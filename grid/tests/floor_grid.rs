use floorplan_calculator::{GridTransform, LotKey};
use floorplan_core::{
    CornerAddress, EdgeAddress, EditTool, ObjectKind, Rejection, TileAddress, WallKind,
};
use floorplan_grid::{ClickReport, FloorGrid, FloorGridError, GridSettings};
use floorplan_rendering::{NullRenderer, RecordingRenderer};
use floorplan_system_click::{ClickOutcome, GesturePhase};
use floorplan_system_interactions::{Applied, OrphanPolicy};
use floorplan_system_pathfinder::PathError;
use glam::Vec2;

fn initialized(settings: GridSettings) -> FloorGrid<RecordingRenderer> {
    let mut grid = FloorGrid::new(settings, RecordingRenderer::new());
    grid.initialize(LotKey::Neighborhood1Lot1, 0.0)
        .expect("default lot initializes");
    grid
}

fn tile_point(grid: &FloorGrid<RecordingRenderer>, column: u32, row: u32) -> Vec2 {
    grid.calculator()
        .expect("initialized")
        .tile_to_world(TileAddress::new(column, row))
}

fn corner_point(grid: &FloorGrid<RecordingRenderer>, column: u32, row: u32) -> Vec2 {
    grid.calculator()
        .expect("initialized")
        .corner_to_world(CornerAddress::new(column, row))
}

fn drag(
    grid: &mut FloorGrid<RecordingRenderer>,
    tool: EditTool,
    from: Vec2,
    to: Vec2,
) -> ClickReport {
    let _ = grid.handle_click(tool, from, true).expect("initialized");
    let _ = grid.handle_click(tool, to, true).expect("initialized");
    grid.handle_click(tool, to, false).expect("initialized")
}

fn build_room(grid: &mut FloorGrid<RecordingRenderer>, from: (u32, u32), to: (u32, u32)) {
    let from = tile_point(grid, from.0, from.1);
    let to = tile_point(grid, to.0, to.1);
    let report = drag(grid, EditTool::BuildRoom(WallKind::Solid), from, to);
    assert!(report.applied(), "room drag must be accepted: {report:?}");
}

fn place(grid: &mut FloorGrid<RecordingRenderer>, kind: ObjectKind, column: u32, row: u32) -> ClickReport {
    let point = tile_point(grid, column, row);
    drag(grid, EditTool::PlaceObject(kind), point, point)
}

#[test]
fn every_operation_before_initialize_fails_loudly() {
    let mut grid = FloorGrid::new(GridSettings::default(), NullRenderer);
    let tile = TileAddress::new(0, 0);

    assert!(!grid.is_initialized());
    assert!(matches!(
        grid.handle_click(EditTool::RemoveWall, Vec2::ZERO, true),
        Err(FloorGridError::NotInitialized)
    ));
    assert!(matches!(grid.tile(tile), Err(FloorGridError::NotInitialized)));
    assert!(matches!(
        grid.edge(EdgeAddress::horizontal(0, 0)),
        Err(FloorGridError::NotInitialized)
    ));
    assert!(matches!(
        grid.corner(CornerAddress::new(0, 0)),
        Err(FloorGridError::NotInitialized)
    ));
    assert!(matches!(grid.room_containing(tile), Err(FloorGridError::NotInitialized)));
    assert!(matches!(grid.all_rooms(), Err(FloorGridError::NotInitialized)));
    assert!(matches!(grid.find_path(tile, tile), Err(FloorGridError::NotInitialized)));
    assert!(matches!(grid.objects(), Err(FloorGridError::NotInitialized)));
    assert!(matches!(grid.preview(), Err(FloorGridError::NotInitialized)));
    assert!(matches!(grid.geometry(), Err(FloorGridError::NotInitialized)));
    assert!(matches!(grid.clear(), Err(FloorGridError::NotInitialized)));
    assert!(matches!(grid.floor_height(), Err(FloorGridError::NotInitialized)));
}

#[test]
fn initialize_attaches_the_mesh_once() {
    let mut grid = initialized(GridSettings::default());

    assert!(matches!(
        grid.initialize(LotKey::Neighborhood1Lot2, 0.0),
        Err(FloorGridError::AlreadyInitialized)
    ));
    assert_eq!(grid.renderer().attach_count(), 1);
    assert_eq!(grid.renderer().regenerate_count(), 1);
    let geometry = grid.renderer().latest().expect("initial mesh generated");
    assert_eq!(geometry.tiles.len(), 16 * 12);
    assert!(geometry.walls.is_empty());
    assert_eq!(grid.lot().expect("initialized"), LotKey::Neighborhood1Lot1);
}

#[test]
fn enclosing_a_block_yields_one_room_with_its_tiles() {
    let mut grid = initialized(GridSettings::default());

    build_room(&mut grid, (2, 2), (4, 4));

    let rooms = grid.all_rooms().expect("initialized");
    assert_eq!(rooms.len(), 1, "a closed ring must yield exactly one room");
    assert_eq!(rooms[0].area(), 9);
    for row in 2..=4 {
        for column in 2..=4 {
            assert!(rooms[0].contains(TileAddress::new(column, row)));
        }
    }
    assert_eq!(
        grid.room_containing(TileAddress::new(3, 3))
            .expect("initialized")
            .map(|room| room.id),
        Some(rooms[0].id)
    );
    assert_eq!(grid.room_containing(TileAddress::new(0, 0)).expect("initialized"), None);

    let geometry = grid.renderer().latest().expect("mesh regenerated");
    assert_eq!(geometry.walls.len(), 12);
    assert_eq!(geometry.rooms.len(), 1);
    assert_eq!(grid.renderer().regenerate_count(), 2);
}

#[test]
fn wall_set_then_removed_restores_rooms_and_paths() {
    let mut grid = initialized(GridSettings::default());
    let from = TileAddress::new(0, 0);
    let to = TileAddress::new(6, 0);
    let path_before = grid.find_path(from, to).expect("open floor is connected");
    let geometry_before = grid.geometry().expect("initialized");

    let start = corner_point(&grid, 3, 0);
    let end = corner_point(&grid, 3, 1);
    let built = drag(&mut grid, EditTool::BuildWall(WallKind::Solid), start, end);
    assert!(built.applied());
    assert_eq!(
        grid.edge(EdgeAddress::vertical(3, 0)).expect("edge in bounds").wall,
        Some(WallKind::Solid)
    );

    let removed = drag(&mut grid, EditTool::RemoveWall, end, start);
    assert!(removed.applied());

    assert_eq!(grid.geometry().expect("initialized"), geometry_before);
    assert!(grid.all_rooms().expect("initialized").is_empty());
    assert_eq!(grid.find_path(from, to).expect("route restored"), path_before);
}

#[test]
fn overlapping_placement_is_refused_without_side_effects() {
    let mut grid = initialized(GridSettings::default());

    assert!(place(&mut grid, ObjectKind::Table, 5, 5).applied());
    let geometry_before = grid.geometry().expect("initialized");
    let regenerations = grid.renderer().regenerate_count();

    let second = place(&mut grid, ObjectKind::Table, 6, 5);

    assert_eq!(second.rejection(), Some(Rejection::Occupied));
    assert_eq!(grid.geometry().expect("initialized"), geometry_before);
    assert_eq!(grid.objects().expect("initialized").len(), 1);
    assert_eq!(
        grid.renderer().regenerate_count(),
        regenerations,
        "a refused edit must not regenerate the mesh",
    );
}

#[test]
fn closed_ring_blocks_routes_until_a_gap_opens() {
    let mut grid = initialized(GridSettings::default());
    build_room(&mut grid, (3, 3), (5, 5));
    let outside = TileAddress::new(0, 0);
    let inside = TileAddress::new(4, 4);

    assert!(matches!(
        grid.find_path(outside, inside),
        Err(FloorGridError::Path(PathError::NoPath))
    ));

    let gap_start = corner_point(&grid, 4, 3);
    let gap_end = corner_point(&grid, 5, 3);
    let removed = drag(&mut grid, EditTool::RemoveWall, gap_start, gap_end);
    assert_eq!(
        removed.edit,
        Some(Ok(Applied::Walls {
            changed: vec![EdgeAddress::horizontal(4, 3)],
            orphaned: Vec::new(),
        }))
    );

    let path = grid.find_path(outside, inside).expect("gap reopens a route");
    assert_eq!(path.first(), Some(&outside));
    assert_eq!(path.last(), Some(&inside));
    assert!(grid.all_rooms().expect("initialized").is_empty());
}

#[test]
fn drag_released_off_the_floor_commits_nothing() {
    let mut grid = initialized(GridSettings::default());
    let before = grid.geometry().expect("initialized");
    let regenerations = grid.renderer().regenerate_count();
    let tool = EditTool::BuildWall(WallKind::Half);

    let _ = grid
        .handle_click(tool, corner_point(&grid, 1, 1), true)
        .expect("initialized");
    let _ = grid
        .handle_click(tool, corner_point(&grid, 6, 1), true)
        .expect("initialized");
    assert_eq!(grid.gesture_phase().expect("initialized"), GesturePhase::Dragging);
    let report = grid
        .handle_click(tool, Vec2::new(-5000.0, 100.0), false)
        .expect("initialized");

    assert_eq!(report.outcome, ClickOutcome::Cancelled);
    assert_eq!(report.edit, None);
    assert_eq!(grid.geometry().expect("initialized"), before);
    assert_eq!(grid.renderer().regenerate_count(), regenerations);
}

#[test]
fn reject_policy_protects_furnished_rooms() {
    let mut grid = initialized(GridSettings::default());
    build_room(&mut grid, (1, 1), (3, 3));
    assert!(place(&mut grid, ObjectKind::Bed, 1, 1).applied());

    let (start, end) = (corner_point(&grid, 1, 1), corner_point(&grid, 2, 1));
    let report = drag(&mut grid, EditTool::RemoveWall, start, end);

    assert!(matches!(
        report.rejection(),
        Some(Rejection::WouldOrphanObject { .. })
    ));
    assert_eq!(grid.all_rooms().expect("initialized").len(), 1);
    assert_eq!(
        grid.edge(EdgeAddress::horizontal(1, 1)).expect("edge in bounds").wall,
        Some(WallKind::Solid)
    );
}

#[test]
fn allow_policy_reports_orphaned_objects() {
    let mut grid = initialized(GridSettings {
        orphan_policy: OrphanPolicy::Allow,
        ..GridSettings::default()
    });
    build_room(&mut grid, (1, 1), (3, 3));
    assert!(place(&mut grid, ObjectKind::Bathtub, 2, 3).applied());
    let bathtub = grid.objects().expect("initialized")[0].id;

    let (start, end) = (corner_point(&grid, 1, 1), corner_point(&grid, 2, 1));
    let report = drag(&mut grid, EditTool::RemoveWall, start, end);

    assert!(matches!(
        report.edit,
        Some(Ok(Applied::Walls { ref orphaned, .. })) if orphaned == &vec![bathtub]
    ));
    assert!(grid.all_rooms().expect("initialized").is_empty());
    assert_eq!(grid.objects().expect("initialized").len(), 1, "orphan stays placed");
}

#[test]
fn preview_reports_whether_the_edit_would_be_accepted() {
    let mut grid = initialized(GridSettings::default());
    let tool = EditTool::PlaceObject(ObjectKind::Bed);

    assert_eq!(grid.preview().expect("initialized"), None);
    let _ = grid
        .handle_click(tool, tile_point(&grid, 8, 8), true)
        .expect("initialized");
    let preview = grid
        .preview()
        .expect("initialized")
        .expect("gesture in progress");

    assert_eq!(preview.verdict, Err(Rejection::NotEnclosed));
    let report = grid
        .handle_click(tool, tile_point(&grid, 8, 8), false)
        .expect("initialized");
    assert_eq!(report.rejection(), Some(Rejection::NotEnclosed));
}

#[test]
fn clear_keeps_the_lot_but_empties_the_floor() {
    let mut grid = initialized(GridSettings::default());
    build_room(&mut grid, (0, 0), (2, 2));
    assert!(place(&mut grid, ObjectKind::Chair, 1, 1).applied());

    grid.clear().expect("initialized");

    assert!(grid.all_rooms().expect("initialized").is_empty());
    assert!(grid.objects().expect("initialized").is_empty());
    assert!(!grid.tile(TileAddress::new(1, 1)).expect("tile in bounds").is_occupied());
    assert_eq!(grid.lot().expect("initialized"), LotKey::Neighborhood1Lot1);
    let geometry = grid.renderer().latest().expect("mesh regenerated");
    assert!(geometry.walls.is_empty());
    assert!(geometry.objects.is_empty());
}

#[test]
fn centered_lot_routes_clicks_to_the_same_tiles() {
    let mut grid = FloorGrid::new(GridSettings::default(), RecordingRenderer::new());
    grid.initialize(LotKey::Neighborhood2Lot1, 300.0)
        .expect("centered lot initializes");

    let report = place(&mut grid, ObjectKind::Chair, 23, 15);

    assert!(report.applied());
    assert!(grid
        .tile(TileAddress::new(23, 15))
        .expect("last tile in bounds")
        .is_occupied());
    let geometry = grid.renderer().latest().expect("mesh regenerated");
    assert!((geometry.floor_height - 300.0).abs() < f32::EPSILON);
}

#[test]
fn queries_outside_the_floor_report_out_of_bounds() {
    let grid = initialized(GridSettings::default());

    assert!(matches!(
        grid.tile(TileAddress::new(16, 0)),
        Err(FloorGridError::Floor(floorplan_core::FloorError::OutOfBounds))
    ));
    assert!(matches!(
        grid.find_path(TileAddress::new(0, 0), TileAddress::new(0, 12)),
        Err(FloorGridError::Path(PathError::OutOfBounds))
    ));
}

* * * * * * * * *

### Task directions
Show all lines in the entries above where the string "BuildWall" appears.

### Finished exercise
    let built = drag(&mut grid, EditTool::BuildWall(WallKind::Solid), start, end);
    let tool = EditTool::BuildWall(WallKind::Half);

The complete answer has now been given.